**DATA FOR THIS TASK:**
>>

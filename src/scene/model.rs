use std::sync::Arc;

use kurbo::Vec2;

use crate::data::normalize::Observation;

/// Which layout a scene index resolves to.
#[derive(Clone, Copy, Debug, PartialEq, Eq, serde::Serialize)]
#[serde(rename_all = "snake_case")]
pub enum SceneKind {
    World,
    Regions,
    Slowest,
    Fastest,
    /// Any index past the last concrete scene.
    Placeholder,
}

impl SceneKind {
    /// Index of the last scene with a chart.
    pub const LAST_CHART_INDEX: usize = 3;

    pub fn for_index(index: usize) -> Self {
        match index {
            0 => Self::World,
            1 => Self::Regions,
            2 => Self::Slowest,
            3 => Self::Fastest,
            _ => Self::Placeholder,
        }
    }
}

/// A named line, ordered by year.
#[derive(Clone, Debug, PartialEq, serde::Serialize)]
pub struct Series {
    pub name: Arc<str>,
    pub values: Vec<Observation>,
    #[serde(skip_serializing_if = "Option::is_none")]
    pub growth_rate: Option<f64>,
}

impl Series {
    /// Stable-sorts `values` by year.
    pub fn new(name: impl Into<Arc<str>>, mut values: Vec<Observation>) -> Self {
        values.sort_by_key(|o| o.year);
        Self {
            name: name.into(),
            values,
            growth_rate: None,
        }
    }

    pub fn with_growth_rate(mut self, rate: f64) -> Self {
        self.growth_rate = Some(rate);
        self
    }

    pub fn last(&self) -> Option<&Observation> {
        self.values.last()
    }

    pub fn value_at(&self, year: i32) -> Option<f64> {
        self.values
            .iter()
            .find(|o| o.year == year)
            .and_then(Observation::value)
    }
}

/// Narrative callout pinned to a point on one series.
#[derive(Clone, Debug, PartialEq, serde::Serialize)]
pub struct Annotation {
    pub anchor_year: i32,
    pub anchor_series: Arc<str>,
    /// Population of `anchor_series` at `anchor_year`, when that point exists.
    pub anchor_population: Option<f64>,
    pub title: String,
    pub label: String,
    /// Callout offset from the anchor, in chart pixels.
    pub offset: Vec2,
}

/// Display unit of the population axis.
#[derive(Clone, Copy, Debug, PartialEq, Eq, serde::Serialize)]
#[serde(rename_all = "snake_case")]
pub enum PopulationUnit {
    Billions,
    Millions,
}

impl PopulationUnit {
    pub fn divisor(self) -> f64 {
        match self {
            Self::Billions => 1e9,
            Self::Millions => 1e6,
        }
    }

    pub fn axis_label(self) -> &'static str {
        match self {
            Self::Billions => "Population (Billions)",
            Self::Millions => "Population (Millions)",
        }
    }

    /// `7.84 billion` / `43.9M`.
    pub fn format(self, population: f64) -> String {
        let v = population / self.divisor();
        match self {
            Self::Billions => format!("{v:.2} billion"),
            Self::Millions => format!("{v:.1}M"),
        }
    }
}

#[derive(Clone, Debug, PartialEq, serde::Serialize)]
pub struct Axes {
    pub x_domain: (i32, i32),
    pub y_domain: (f64, f64),
    pub x_label: &'static str,
    pub y_label: &'static str,
    pub y_unit: PopulationUnit,
}

/// A hoverable point with its tooltip text.
#[derive(Clone, Debug, PartialEq, serde::Serialize)]
pub struct Marker {
    pub series: Arc<str>,
    pub year: i32,
    pub population: f64,
    pub tooltip: Vec<String>,
}

/// End-of-line text label for a series.
#[derive(Clone, Debug, PartialEq, serde::Serialize)]
pub struct SeriesLabel {
    pub series: Arc<str>,
    pub year: i32,
    pub population: f64,
    pub offset: Vec2,
}

#[derive(Clone, Debug, PartialEq, serde::Serialize)]
pub struct Legend {
    pub heading: &'static str,
    pub accent: &'static str,
    pub entries: Vec<Arc<str>>,
}

/// Everything the chart renderer needs for one scene.
#[derive(Clone, Debug, PartialEq, serde::Serialize)]
pub struct ChartPayload {
    pub kind: SceneKind,
    pub title: String,
    pub axes: Axes,
    pub series: Vec<Series>,
    pub annotations: Vec<Annotation>,
    pub markers: Vec<Marker>,
    #[serde(skip_serializing_if = "Vec::is_empty")]
    pub labels: Vec<SeriesLabel>,
    #[serde(skip_serializing_if = "Option::is_none")]
    pub legend: Option<Legend>,
}

impl ChartPayload {
    pub fn series_named(&self, name: &str) -> Option<&Series> {
        self.series.iter().find(|s| &*s.name == name)
    }
}

/// Output of a scene build.
#[derive(Clone, Debug, PartialEq, serde::Serialize)]
#[serde(tag = "type", rename_all = "snake_case")]
pub enum ScenePayload {
    Chart(ChartPayload),
    /// No chart data; shown for indices past the last concrete scene.
    Placeholder { index: usize, message: String },
}

impl ScenePayload {
    pub fn kind(&self) -> SceneKind {
        match self {
            Self::Chart(chart) => chart.kind,
            Self::Placeholder { .. } => SceneKind::Placeholder,
        }
    }

    pub fn as_chart(&self) -> Option<&ChartPayload> {
        match self {
            Self::Chart(chart) => Some(chart),
            Self::Placeholder { .. } => None,
        }
    }
}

<<

**WHAT NEEDS TO BE DONE:**
List all lines above in which the string "Marker" appears.

**RESULT OF THIS TASK:**
pub struct Marker {
    pub markers: Vec<Marker>,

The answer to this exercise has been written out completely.